In use, when it is desired to change the work rolls 2 and 3, the back-up rolls 4 and 5 are moved vertically away from the work rolls to the positions shown in Figure 1. The bridle assembly 14 with backing frame 13 and spray bars 8 is pivoted away from the mill. The work roll chocks 17 and 18 are then moved transversely, via wheels 28 supported on rails 27 within the mill, on to a roll change car (not shown) provided with rails in alignment with rails 27. A suitable transfer device is provided to move the work rolls outthrough the window provided in the mill housing on to the roll change car. The car carries a replacement roll stack, complete with seal casings 12, mounted on further sets of rails which can then be moved into the mill using the transfer device.
The removed rolls, with the associated casings 12 can then be transferred to, for example, a roll grinding shop. Any necessary maintenance work on the seals can be carried out at the same time.
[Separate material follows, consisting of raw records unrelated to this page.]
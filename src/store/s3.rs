//! S3 object store backend.
//!
//! Talks to the S3 REST API directly (`HEAD`, `GET`, `PUT` object) and signs
//! every request with AWS Signature Version 4 using `hmac` + `sha2`, so no
//! C library dependencies are pulled in.
//!
//! # Configuration
//!
//! ```toml
//! [storage]
//! backend = "s3"
//!
//! [storage.s3]
//! bucket = "filings"
//! prefix = "edgar-ingest/"
//! region = "us-east-1"
//! # endpoint_url = "http://localhost:9000"   # MinIO, path-style
//! ```
//!
//! # Environment Variables
//!
//! - `AWS_ACCESS_KEY_ID`: required
//! - `AWS_SECRET_ACCESS_KEY`: required
//! - `AWS_SESSION_TOKEN`: optional

use anyhow::Context;
use async_trait::async_trait;
use chrono::{DateTime, Utc};
use hmac::{Hmac, Mac};
use sha2::{Digest, Sha256};

use super::ContentStore;
use crate::config::S3StoreConfig;
use crate::error::StoreError;

type HmacSha256 = Hmac<Sha256>;

/// AWS credentials loaded from environment variables.
#[derive(Clone)]
pub struct AwsCredentials {
    pub access_key_id: String,
    pub secret_access_key: String,
    pub session_token: Option<String>,
}

impl AwsCredentials {
    pub fn from_env() -> anyhow::Result<Self> {
        let access_key_id = std::env::var("AWS_ACCESS_KEY_ID")
            .context("AWS_ACCESS_KEY_ID environment variable not set")?;
        let secret_access_key = std::env::var("AWS_SECRET_ACCESS_KEY")
            .context("AWS_SECRET_ACCESS_KEY environment variable not set")?;
        let session_token = std::env::var("AWS_SESSION_TOKEN").ok();

        Ok(Self {
            access_key_id,
            secret_access_key,
            session_token,
        })
    }
}

pub struct S3Store {
    config: S3StoreConfig,
    creds: AwsCredentials,
    document_prefix: String,
    client: reqwest::Client,
}

impl S3Store {
    pub fn new(config: S3StoreConfig, creds: AwsCredentials, document_prefix: String) -> Self {
        Self {
            config,
            creds,
            document_prefix,
            client: reqwest::Client::new(),
        }
    }

    pub fn from_env(config: S3StoreConfig, document_prefix: String) -> anyhow::Result<Self> {
        Ok(Self::new(config, AwsCredentials::from_env()?, document_prefix))
    }

    /// Full object key for a store key, with the configured bucket prefix.
    fn object_key(&self, key: &str) -> String {
        let key = key.trim_start_matches('/');
        let prefix = self.config.prefix.trim_matches('/');
        if prefix.is_empty() {
            key.to_string()
        } else {
            format!("{}/{}", prefix, key)
        }
    }

    /// (scheme, host, canonical URI) for an object key.
    ///
    /// AWS uses virtual-hosted style; custom endpoints (MinIO, LocalStack)
    /// use path style.
    fn locate(&self, object_key: &str) -> (String, String, String) {
        let encoded_key = object_key
            .split('/')
            .map(uri_encode)
            .collect::<Vec<_>>()
            .join("/");

        match &self.config.endpoint_url {
            Some(endpoint) => {
                let scheme = if endpoint.starts_with("http://") {
                    "http"
                } else {
                    "https"
                };
                let host = endpoint
                    .trim_start_matches("https://")
                    .trim_start_matches("http://")
                    .trim_end_matches('/')
                    .to_string();
                let uri = format!("/{}/{}", uri_encode(&self.config.bucket), encoded_key);
                (scheme.to_string(), host, uri)
            }
            None => (
                "https".to_string(),
                format!(
                    "{}.s3.{}.amazonaws.com",
                    self.config.bucket, self.config.region
                ),
                format!("/{}", encoded_key),
            ),
        }
    }

    fn signed_request(&self, method: reqwest::Method, key: &str, payload: &[u8]) -> reqwest::RequestBuilder {
        let object_key = self.object_key(key);
        let (scheme, host, canonical_uri) = self.locate(&object_key);
        let payload_hash = hex_sha256(payload);
        let headers = sign_request(
            method.as_str(),
            &host,
            &canonical_uri,
            &payload_hash,
            &self.config.region,
            &self.creds,
            Utc::now(),
        );

        let url = format!("{}://{}{}", scheme, host, canonical_uri);
        let mut builder = self.client.request(method, url);
        for (name, value) in headers {
            if name != "host" {
                builder = builder.header(name, value);
            }
        }
        builder
    }

    fn remote_error(&self, key: &str, e: impl std::fmt::Display) -> StoreError {
        StoreError::Remote(format!(
            "s3://{}/{}: {}",
            self.config.bucket,
            self.object_key(key),
            e
        ))
    }
}

#[async_trait]
impl ContentStore for S3Store {
    fn backend(&self) -> &str {
        "s3"
    }

    fn location(&self) -> String {
        format!("s3://{}/{}", self.config.bucket, self.config.prefix)
    }

    fn document_prefix(&self) -> &str {
        &self.document_prefix
    }

    async fn path_exists(&self, path: &str) -> Result<bool, StoreError> {
        let resp = self
            .signed_request(reqwest::Method::HEAD, path, b"")
            .send()
            .await
            .map_err(|e| self.remote_error(path, e))?;

        match resp.status().as_u16() {
            200 => Ok(true),
            404 => Ok(false),
            status => Err(self.remote_error(path, format!("HeadObject failed (HTTP {})", status))),
        }
    }

    async fn get(&self, path: &str) -> Result<Vec<u8>, StoreError> {
        let resp = self
            .signed_request(reqwest::Method::GET, path, b"")
            .send()
            .await
            .map_err(|e| self.remote_error(path, e))?;

        let status = resp.status();
        if status.as_u16() == 404 {
            return Err(StoreError::NotFound(path.to_string()));
        }
        if !status.is_success() {
            return Err(self.remote_error(path, format!("GetObject failed (HTTP {})", status)));
        }

        let bytes = resp.bytes().await.map_err(|e| self.remote_error(path, e))?;
        Ok(bytes.to_vec())
    }

    async fn put_path(&self, path: &str, bytes: &[u8]) -> Result<(), StoreError> {
        let resp = self
            .signed_request(reqwest::Method::PUT, path, bytes)
            .body(bytes.to_vec())
            .send()
            .await
            .map_err(|e| self.remote_error(path, e))?;

        if !resp.status().is_success() {
            let status = resp.status();
            let body = resp.text().await.unwrap_or_default();
            return Err(self.remote_error(
                path,
                format!(
                    "PutObject failed (HTTP {}): {}",
                    status,
                    body.chars().take(500).collect::<String>()
                ),
            ));
        }
        Ok(())
    }
}

// ============ AWS SigV4 ============

/// Build the signed header set for a request with no query string.
///
/// Returns `(name, value)` pairs including `authorization`.
fn sign_request(
    method: &str,
    host: &str,
    canonical_uri: &str,
    payload_hash: &str,
    region: &str,
    creds: &AwsCredentials,
    now: DateTime<Utc>,
) -> Vec<(String, String)> {
    let date_stamp = now.format("%Y%m%d").to_string();
    let amz_date = now.format("%Y%m%dT%H%M%SZ").to_string();

    let mut headers = vec![
        ("host".to_string(), host.to_string()),
        ("x-amz-content-sha256".to_string(), payload_hash.to_string()),
        ("x-amz-date".to_string(), amz_date.clone()),
    ];
    if let Some(ref token) = creds.session_token {
        headers.push(("x-amz-security-token".to_string(), token.clone()));
    }
    headers.sort_by(|a, b| a.0.cmp(&b.0));

    let signed_headers: String = headers
        .iter()
        .map(|(k, _)| k.as_str())
        .collect::<Vec<_>>()
        .join(";");

    let canonical_headers: String = headers
        .iter()
        .map(|(k, v)| format!("{}:{}\n", k, v))
        .collect();

    let canonical_request = format!(
        "{}\n{}\n\n{}\n{}\n{}",
        method, canonical_uri, canonical_headers, signed_headers, payload_hash
    );

    let credential_scope = format!("{}/{}/s3/aws4_request", date_stamp, region);
    let string_to_sign = format!(
        "AWS4-HMAC-SHA256\n{}\n{}\n{}",
        amz_date,
        credential_scope,
        hex_sha256(canonical_request.as_bytes())
    );

    let signing_key = derive_signing_key(&creds.secret_access_key, &date_stamp, region, "s3");
    let signature = hex::encode(hmac_sha256(&signing_key, string_to_sign.as_bytes()));

    headers.push((
        "authorization".to_string(),
        format!(
            "AWS4-HMAC-SHA256 Credential={}/{}, SignedHeaders={}, Signature={}",
            creds.access_key_id, credential_scope, signed_headers, signature
        ),
    ));
    headers
}

fn hex_sha256(data: &[u8]) -> String {
    let mut hasher = Sha256::new();
    hasher.update(data);
    hex::encode(hasher.finalize())
}

fn hmac_sha256(key: &[u8], data: &[u8]) -> Vec<u8> {
    let mut mac = HmacSha256::new_from_slice(key).expect("HMAC can take key of any size");
    mac.update(data);
    mac.finalize().into_bytes().to_vec()
}

/// ```text
/// kDate    = HMAC("AWS4" + secret, dateStamp)
/// kRegion  = HMAC(kDate, region)
/// kService = HMAC(kRegion, service)
/// kSigning = HMAC(kService, "aws4_request")
/// ```
fn derive_signing_key(secret_key: &str, date_stamp: &str, region: &str, service: &str) -> Vec<u8> {
    let k_date = hmac_sha256(
        format!("AWS4{}", secret_key).as_bytes(),
        date_stamp.as_bytes(),
    );
    let k_region = hmac_sha256(&k_date, region.as_bytes());
    let k_service = hmac_sha256(&k_region, service.as_bytes());
    hmac_sha256(&k_service, b"aws4_request")
}

/// RFC 3986 encoding of everything except `A-Z a-z 0-9 - _ . ~`.
fn uri_encode(s: &str) -> String {
    let mut result = String::new();
    for byte in s.bytes() {
        match byte {
            b'A'..=b'Z' | b'a'..=b'z' | b'0'..=b'9' | b'-' | b'_' | b'.' | b'~' => {
                result.push(byte as char);
            }
            _ => {
                result.push_str(&format!("%{:02X}", byte));
            }
        }
    }
    result
}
It will be appreciated that only the minimum shut down time for roll change will be necessary thus ensuring efficient operation.

Claims

1. A rolling mill comprising

a pair of work rolls (2, 3) and

a pair of back-up rolls (4, 5);

one work roll (2) and its back-up roll (4) having a first sealed casing structure (10) associated with them on the ingoing side of the mill, and the other work roll (3) and its back-up roll (5) having a second sealed casing structure (10) associated with them on the ingoing side of the mill;

each casing structure (10) comprising a first part having a contact seal (25) extending along the length of the work roll, a contact seal (25) extending along the length of the back-up roll, a pair of side pieces (12) shaped to generally conform to portions of the surfaces of the two rolls (2, 4; 3, 5) at the ends of the contact seals (25) and each side piece (12) having contact seals (26) which engage the rolls (2, 4; 3, 5), said first part being mounted on the bearing chocks (17, 18) of the work roll;

an inflatable sealing means (21) located between an open end of the first part of the casing structure facing away from the rolls (2-5) and the second part of the structure which comprises a movable backing support (14) spaced from the rolls (2-5) and means (8, 9) mounted on the backing support (14) for directing liquid coolant on to the rolls (2-5) within the casing structure, said coolant being contained within the casing structure (10) and only removable therefrom through an outlet (11) where it does not contact work (6) being rolled in the mill; and wherein

said first and second parts of the casing structure are separable so that the first part of the casing structure can be withdrawn from the mill with the bearing chocks (17, 18) independently of the second part.

2. A rolling mill as claimed in claim 1, wherein each backing support is mounted on a bridle assembly (14) for control of the work tension upstream of the roll gap.

3. A rolling mill as claimed in claim 2, wherein the bridle assembly (14) is mounted so that it can be pivoted away from the rolls to separate the first and second parts of each casing structure.

4. A rolling mill as claimed in any one of the preceding claims, wherein the contact seals are provided with inflatable means for urging the seals into contact with the rolls.

5. A rolling mill as claimed in any one of the preceding claims, wherein the contact seals comprise face seals extending substantially across the entire width of the rolls in contact therewith, which face seals comprise wiper strips of resilient material held in parallel with a support block of low friction material biased towards the adjacent roll.